Again, I have 100+ variables, so can I use some kind of Select (*) function w/o having to type out all variables?

 

Here is a sample data set:

 

Obs RAWREG PVPRISM OVRIDE3 DAYS
1 01 0939   408
2   0943   379
3 09 0029   170
4 11 0948    
5   0948   59
6 04 6108   57
7 06 0993   59
8 06 6111   59
9 06 0993   220
10 04 0901   59
1 ACCEPTED SOLUTION

Accepted Solutions
BrunoMueller
SAS Super FREQ

The NLEVELS of Proc FREQ does not exactly do what you need.
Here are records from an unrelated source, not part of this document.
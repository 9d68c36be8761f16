//! # Kite
//!
//! **A minimal synchronous HTTP application core.**
//!
//! Kite accepts an inbound request descriptor from a hosting server,
//! resolves it to a registered handler via path-pattern matching, runs the
//! handler inside an ordered two-phase middleware pipeline, and produces a
//! normalized response the host can transmit.
//!
//! The host owns the listener, the accept loop, and all concurrency; Kite
//! owns everything between `handle(raw)` and the rendered response.
//!
//! ## Quick Start
//!
//! ```rust
//! use kite::prelude::*;
//! use http::StatusCode;
//! use serde_json::json;
//!
//! fn index(_request: &Request, mut response: Response, _params: &Params) -> Response {
//!     response.set(json!({"message": "Hello, World!"}), StatusCode::OK);
//!     response
//! }
//!
//! fn hello(_request: &Request, mut response: Response, params: &Params) -> Response {
//!     let name = params.get("name").unwrap_or("world");
//!     response.set(json!({"message": format!("Hello, {name}")}), StatusCode::OK);
//!     response
//! }
//!
//! let mut app = App::new();
//! app.route("/", index);
//! app.route("/hello/{name}", hello);
//!
//! let raw = RawRequest::builder().method("GET").target("/hello/Ada").build();
//! let rendered = app.handle(raw).unwrap();
//! assert_eq!(rendered.status_line(), "200 OK");
//! ```
//!
//! ## Architecture
//!
//! ```text
//! host → RawRequest → Request ─→ pre-phase (registration order)
//!                                    ↓
//!                              route resolve → handler / 404
//!                                    ↓
//! host ← RenderedResponse ←─ post-phase (reverse order)
//! ```

#![doc(html_root_url = "https://docs.rs/kite/0.1.0")]
#![warn(missing_docs)]
#![forbid(unsafe_code)]

// Re-export core types
pub use kite_core as core;

// Re-export the application core
pub use kite_app as app;

// Re-export middleware types
pub use kite_middleware as middleware;

// Re-export router types
pub use kite_router as router;

// Re-export telemetry types
pub use kite_telemetry as telemetry;

/// Prelude module for convenient imports.
///
/// # Example
///
/// ```rust
/// use kite::prelude::*;
/// ```
pub mod prelude {
    pub use kite_app::{App, AppBuilder};
    pub use kite_core::{
        Body, Handler, KiteError, KiteResult, MiddlewareError, RawRequest, RenderedResponse,
        Request, Response,
    };
    pub use kite_middleware::{Middleware, Pipeline};
    pub use kite_router::{Params, RouteMatch, Router};
    pub use kite_telemetry::{init_logging, LogConfig};
}
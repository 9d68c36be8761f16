//! Test response wrapper.

use bytes::Bytes;
use http::{header, StatusCode};
use kite_core::RenderedResponse;
use serde::de::DeserializeOwned;

use crate::error::TestError;

/// A rendered response with helper methods for assertions.
#[derive(Debug, Clone)]
pub struct TestResponse {
    inner: RenderedResponse,
}

impl From<RenderedResponse> for TestResponse {
    fn from(inner: RenderedResponse) -> Self {
        Self { inner }
    }
}

impl TestResponse {
    /// Returns the status code.
    #[must_use]
    pub fn status(&self) -> StatusCode {
        self.inner.status()
    }

    /// Returns the status code as a u16.
    #[must_use]
    pub fn status_code(&self) -> u16 {
        self.inner.status().as_u16()
    }

    /// Returns the status line.
    #[must_use]
    pub fn status_line(&self) -> String {
        self.inner.status_line()
    }

    /// Returns true if the status is successful (2xx).
    #[must_use]
    pub fn is_success(&self) -> bool {
        self.inner.status().is_success()
    }

    /// Gets a header value as a string.
    #[must_use]
    pub fn header_str(&self, name: impl AsRef<str>) -> Option<&str> {
        let name = name.as_ref().to_ascii_lowercase();
        self.inner
            .headers()
            .iter()
            .find(|(n, _)| n.as_str() == name)
            .and_then(|(_, v)| v.to_str().ok())
    }

    /// Returns the Content-Type header value.
    #[must_use]
    pub fn content_type(&self) -> Option<&str> {
        self.header_str(header::CONTENT_TYPE.as_str())
    }

    /// Returns the raw body bytes.
    #[must_use]
    pub fn body(&self) -> &Bytes {
        self.inner.body()
    }

    /// Returns the body as a string.
    ///
    /// Returns an error if the body is not valid UTF-8.
    pub fn text(&self) -> Result<String, TestError> {
        String::from_utf8(self.inner.body().to_vec())
            .map_err(|e| TestError::BodyRead(format!("Invalid UTF-8: {e}")))
    }

    /// Deserializes the body as JSON.
    pub fn json<T: DeserializeOwned>(&self) -> Result<T, TestError> {
        serde_json::from_slice(self.inner.body()).map_err(TestError::Json)
    }

    // Assertion methods

    /// Asserts that the status code equals the expected value.
    ///
    /// # Panics
    ///
    /// Panics if the status code doesn't match.
    pub fn assert_status(&self, expected: StatusCode) -> &Self {
        assert_eq!(
            self.status(),
            expected,
            "Expected status {}, got {}",
            expected,
            self.status()
        );
        self
    }

    /// Asserts that the Content-Type header matches.
    ///
    /// # Panics
    ///
    /// Panics if Content-Type doesn't match.
    pub fn assert_content_type(&self, expected: impl AsRef<str>) -> &Self {
        let expected = expected.as_ref();
        let actual = self.content_type().expect("Content-Type header not found");
        assert!(
            actual.starts_with(expected),
            "Content-Type: expected '{}', got '{}'",
            expected,
            actual
        );
        self
    }

    /// Asserts that the body equals the expected string.
    ///
    /// # Panics
    ///
    /// Panics if the body doesn't match.
    pub fn assert_body_eq(&self, expected: impl AsRef<str>) -> &Self {
        let body = self.text().expect("Body should be valid UTF-8");
        assert_eq!(body, expected.as_ref(), "Body mismatch");
        self
    }

    /// Asserts that the JSON body matches the expected value.
    ///
    /// # Panics
    ///
    /// Panics if the JSON doesn't match.
    pub fn assert_json_eq(&self, expected: &serde_json::Value) -> &Self {
        let actual: serde_json::Value = self.json().expect("Body should be valid JSON");
        assert_eq!(&actual, expected, "JSON body mismatch");
        self
    }
}
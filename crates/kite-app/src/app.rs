//! Application core: registration and per-request dispatch.

use http::StatusCode;

use kite_core::{Handler, KiteResult, RawRequest, RenderedResponse, Request, Response};
use kite_middleware::{Middleware, Pipeline};
use kite_router::Router;

/// Fixed body of the not-found response.
const NOT_FOUND_BODY: &str = "Not found.";

/// The application core.
///
/// Composes the router and the middleware pipeline around handler dispatch.
/// One `App` serves many requests; each call to [`App::handle`] works on
/// its own request/response pair and shares nothing with concurrent calls
/// beyond read-only access to the route table and stage list.
pub struct App {
    router: Router<Box<dyn Handler>>,
    pipeline: Pipeline,
    debug: bool,
}

impl Default for App {
    fn default() -> Self {
        Self::new()
    }
}

impl App {
    /// Creates an application with no routes, no middleware, and debug
    /// diagnostics off.
    #[must_use]
    pub fn new() -> Self {
        Self {
            router: Router::new(),
            pipeline: Pipeline::new(),
            debug: false,
        }
    }

    /// Creates an application builder.
    #[must_use]
    pub fn builder() -> AppBuilder {
        AppBuilder::new()
    }

    /// Registers a handler under a path pattern.
    ///
    /// Patterns mix literal segments with `{name}` placeholders. Repeating
    /// an identical pattern silently replaces the earlier handler.
    pub fn route<H: Handler>(&mut self, pattern: &str, handler: H) {
        self.router.register(pattern, Box::new(handler));
    }

    /// Appends a middleware stage to the pipeline.
    pub fn middleware<M: Middleware>(&mut self, stage: M) {
        self.pipeline.add_stage(stage);
    }

    /// Returns the route table.
    #[must_use]
    pub fn router(&self) -> &Router<Box<dyn Handler>> {
        &self.router
    }

    /// Returns the middleware pipeline.
    #[must_use]
    pub fn pipeline(&self) -> &Pipeline {
        &self.pipeline
    }

    /// Returns true if debug diagnostics are enabled.
    #[must_use]
    pub fn debug_enabled(&self) -> bool {
        self.debug
    }

    /// Handles one inbound message from the host.
    ///
    /// The dispatch sequence per request:
    ///
    /// 1. normalize the raw descriptor into a [`Request`];
    /// 2. construct an empty [`Response`];
    /// 3. run the pipeline pre-phase over the pair;
    /// 4. resolve the (possibly pipeline-updated) path against the router;
    /// 5. on a hit, invoke the handler with the extracted bindings; on a
    ///    miss, produce the fixed not-found response;
    /// 6. run the pipeline post-phase in reverse order;
    /// 7. render the final response for the host to transmit.
    ///
    /// # Errors
    ///
    /// Fails without producing a response when the raw input is missing
    /// method or path information, when the declared-length body read
    /// fails, or when a middleware stage fails in either phase. An
    /// unmatched route is not an error; it yields the 404 response.
    pub fn handle(&self, raw: RawRequest) -> KiteResult<RenderedResponse> {
        let request = Request::from_raw(raw)?;
        let response = Response::new();

        let (request, response) = self.pipeline.run_pre(request, response)?;

        if self.debug {
            tracing::debug!(
                http.method = %request.method(),
                http.path = %request.path(),
                "dispatching request"
            );
        }

        let response = match self.router.resolve(request.path()) {
            Some(matched) => matched.handler.call(&request, response, &matched.params),
            None => Self::not_found(),
        };

        let response = self.pipeline.run_post(&request, response)?;

        Ok(response.render())
    }

    /// The fixed not-found response.
    fn not_found() -> Response {
        Response::with(NOT_FOUND_BODY, StatusCode::NOT_FOUND)
    }
}

impl std::fmt::Debug for App {
    fn fmt(&self, f: &mut std::fmt::Formatter<'_>) -> std::fmt::Result {
        f.debug_struct("App")
            .field("routes", &self.router.len())
            .field("stages", &self.pipeline.stage_names())
            .field("debug", &self.debug)
            .finish()
    }
}

/// Builder for configuring an [`App`] before serving.
///
/// # Example
///
/// ```rust
/// use kite_app::App;
///
/// let app = App::builder().debug(true).build();
/// assert!(app.debug_enabled());
/// ```
#[derive(Default)]
#[must_use]
pub struct AppBuilder {
    pipeline: Pipeline,
    debug: bool,
}

impl AppBuilder {
    /// Creates a new builder with default settings.
    pub fn new() -> Self {
        Self::default()
    }

    /// Enables or disables the per-request debug diagnostic.
    pub fn debug(mut self, debug: bool) -> Self {
        self.debug = debug;
        self
    }

    /// Appends a middleware stage.
    pub fn middleware<M: Middleware>(mut self, stage: M) -> Self {
        self.pipeline.add_stage(stage);
        self
    }

    /// Builds the application. Routes are registered on the built value.
    pub fn build(self) -> App {
        App {
            router: Router::new(),
            pipeline: self.pipeline,
            debug: self.debug,
        }
    }
}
Had another go using the Hash object in the DATA Step.

 

Have a look

 

data have;
  infile cards dlm="," dsd;
  input
    RAWREG 
    PVPRISM $
    OVRIDE3 $
    DAYS 
  ;
cards;
01,0939,,408
,0943,,379
09,0029,,170
11,0948,,
,0948,,59
04,6108,,57
06,0993,,59
06,6111,,59
06,0993,,220
04,0901,,59
,,3,
;
data _null_;
  set have end=last;
  array _xchar{*} _character_;
  array _xnum{*} _numeric_;

  if _n_ = 1 then do;
    length 
      _colName $ 32
      _nMiss 8
      _n 8
    ;
    declare hash hmiss( ordered: "Y");
    hmiss.defineKey("_colName");
    hmiss.defineData("_colName", "_n", "_nMiss");
    hmiss.defineDone();
  end;

  do i = 1 to dim(_xchar);
    _nMiss=0;
    _n=0;
    _colName = vname( _xchar{i} );
    _rc = hmiss.find();
    _nMiss + (missing(_xchar{i}) = 1);
    _n + (missing(_xchar{i}) = 0);

    if _rc = 0 then do;
      hmiss.replace();
    end;
    else do;
      hmiss.add();
    end;
  end;

  do i = 1 to dim(_xnum);
    _nMiss=0;
    _n=0;
    _colName = vname( _xnum{i} );
    _rc = hmiss.find();
    _nMiss + (missing(_xnum{i}) = 1);
    _n + (missing(_xnum{i}) = 0);

    if _rc = 0 then do;
      hmiss.replace();
    end;
    else do;
      hmiss.add();
    end;

  end;

  if last = 1 then do;
    hmiss.output(dataset: "hashmiss");
  end;
run;

proc print data=hashmiss;
run;

proc print data=have;
run;

Bruno

View solution in original post

23 REPLIES 23
PaigeMiller
Diamond | Level 26

UNTESTED CODE

 

proc summary data=have;
     var rawreg--days;
     output out=stats n= nmiss=/autoname;
run;
--
Paige Miller
jenim514
Pyrite | Level 9
I'm getting error with this code:

ERROR: Variable RAWREG in list does not match type prescribed for this list
ERROR: Variable PVPRISM in list does not match type prescribed for this list

...these error line go on for each variable in my table. I'm not sure what this means?

LinusH
Tourmaline | Level 20

It seems I can't say this often enough: don't have tables with hundreds of variables. It just causes headache.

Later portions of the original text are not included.